BIMI has a hard prerequisite: your DMARC policy must be at p=quarantine or p=reject, with pct=100. A policy of p=none will not qualify, regardless of how correct your BIMI record is.

This is intentional. The underlying logic is that a logo is a trust signal. Mail clients don't want to show a trusted brand logo next to a message that might be spoofed. DMARC at full enforcement is the proof that the domain owner actually controls the outgoing mail stream.

In practice this means BIMI is not the starting point. It's the reward for having done the authentication work correctly first. If your DMARC is at p=none or partial enforcement, BIMI preparation is mostly useful as a forcing function: you need to get your alignment rate stable and your policy enforced before any of the BIMI steps matter.

The SVG logo requirements

The logo can't be any SVG file. BIMI requires SVG Tiny P/S format (Portable/Secure), which is a restricted subset of SVG 1.2 Tiny. The restrictions exist for security: no scripts, no external references, no animations, limited element types.

Most logos exported from design tools as standard SVG won't qualify directly. You need a converter or a designer who knows the profile. The BIMI Working Group publishes a validator. Common rejection causes include embedded raster images, unsupported filter elements, and missing required namespace declarations.

The logo also needs to be square, and most guidance recommends a clean mark rather than a full wordmark, since the display size in email clients is small.

The Verified Mark Certificate

The VMC is the expensive part. As of 2026, VMCs are issued by DigiCert and Entrust, and cost roughly $1,200 to $1,500 per year. The certificate proves that your organization has a registered trademark associated with the logo you're publishing.

That last part is significant: a VMC requires a registered trademark. You can't get one for a logo that isn't trademarked. If your domain or brand name isn't registered with a trademark office, the VMC path is blocked until it is.

The VMC also binds to a specific logo file. If you update your logo, you need a new certificate.

Who should actually do this

It's worth pursuing if:

You're sending significant email volume to consumers (not B2B), the majority of your recipients use Gmail or Apple Mail, you already have DMARC enforced at pct=100, and your brand has a registered trademark. The deliverability lift from increased open rates and trust signals can justify the certificate cost if you have the volume.

The free tier is worth setting up if:

Your DMARC policy is already at full enforcement and you have a clean SVG logo. The basic l=-only BIMI record costs nothing and takes about 20 minutes.

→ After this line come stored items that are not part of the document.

// Copyright 2025-Present Datadog, Inc. https://www.datadoghq.com/
// SPDX-License-Identifier: Apache-2.0

//! Typed views over string-encoded configuration values.
//!
//! Parsers never fail loudly: a malformed value is logged and yields `None`,
//! which callers treat as "use your own fallback".

use tracing::warn;

pub fn parse_int(key: &str, raw: &str) -> Option<i64> {
    match raw.parse::<i64>() {
        Ok(value) => Some(value),
        Err(err) => {
            warn!(key, value = raw, error = %err, "Could not convert configuration value to int");
            None
        }
    }
}

pub fn parse_float(key: &str, raw: &str) -> Option<f64> {
    match raw.parse::<f64>() {
        Ok(value) => Some(value),
        Err(err) => {
            warn!(key, value = raw, error = %err, "Could not convert configuration value to float");
            None
        }
    }
}

/// Booleans are stored as integers; only `1` is true.
pub fn parse_bool(key: &str, raw: &str) -> Option<bool> {
    parse_int(key, raw).map(|value| value == 1)
}

/// Lists are stored as a JSON array of strings.
pub fn parse_list(key: &str, raw: &str) -> Option<Vec<String>> {
    match serde_json::from_str::<Vec<String>>(raw) {
        Ok(values) => Some(values),
        Err(err) => {
            warn!(
                key,
                error = %err,
                "Could not parse configuration value. Value needs to be a valid json list of strings."
            );
            None
        }
    }
}

pub fn encode_bool(value: bool) -> &'static str {
    if value {
        "1"
    } else {
        "0"
    }
}

pub fn encode_list<S: AsRef<str>>(values: &[S]) -> Result<String, serde_json::Error> {
    let values: Vec<&str> = values.iter().map(AsRef::as_ref).collect();
    serde_json::to_string(&values)
}

#[cfg(test)]
mod tests {
    use super::*;
    use tracing_test::traced_test;

    #[test]
    fn test_parse_bool() {
        assert_eq!(parse_bool("b", "1"), Some(true));
        assert_eq!(parse_bool("b", "0"), Some(false));
        assert_eq!(parse_bool("b", "2"), Some(false));
        assert_eq!(parse_bool("b", "yes"), None);
    }

    #[test]
    fn test_parse_numbers() {
        assert_eq!(parse_int("i", "-42"), Some(-42));
        assert_eq!(parse_float("f", "1.5"), Some(1.5));
        assert_eq!(parse_float("f", "3"), Some(3.0));
    }

    #[test]
    #[traced_test]
    fn test_parse_int_failure_is_logged() {
        assert_eq!(parse_int("retries", "many"), None);
        assert!(logs_contain("Could not convert configuration value to int"));
    }

    #[test]
    fn test_list_encoding() {
        let encoded = encode_list(&["default"]).unwrap();
        assert_eq!(encoded, "[\"default\"]");
        assert_eq!(
            parse_list("l", &encoded),
            Some(vec!["default".to_string()])
        );
        assert_eq!(parse_list("l", "not json"), None);
        assert_eq!(parse_list("l", "[1, 2]"), None);
    }

    #[test]
    fn test_encode_bool() {
        assert_eq!(encode_bool(true), "1");
        assert_eq!(encode_bool(false), "0");
    }
}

You won't get Gmail support, but Yahoo Mail and Fastmail will show your logo, and you'll be ready to add a VMC later if you choose.

It's not worth the effort yet if:

Your DMARC is still at p=none or partial enforcement. Fix that first. The BIMI setup work done on top of unenforced DMARC is wasted because no client will show the logo regardless.

Setting up basic BIMI

Assuming your DMARC is enforced:

  1. Prepare your logo in SVG Tiny P/S format and host it at a public HTTPS URL. It should stay at that URL permanently; any client that has cached the record will try to fetch it.

  2. Add a TXT record:

Name: default._bimi
Value: v=BIMI1; l=https://yourdomain.com/logo.svg
TTL: 3600
  1. Verify the record is resolving and the logo URL is reachable. The BIMI checker below will walk through both, along with your DMARC prerequisites.

If you later obtain a VMC, add the a= tag pointing to the certificate URL, which DigiCert or Entrust provides after issuance.

The actual sequence

BIMI is one of the last things to add to an email authentication setup, not one of the first. The sensible order is: DMARC at p=none and collecting reports, align all your senders, move to p=quarantine; pct=100, sustain 98%+ alignment for a month or two, move to p=reject, then consider BIMI once you're confident the policy is stable.

Trying to layer BIMI on top of a fragile DMARC setup doesn't work. The prerequisite enforcement exists for good reason, and it's also the prerequisite that matters for your deliverability regardless of whether you ever add a logo.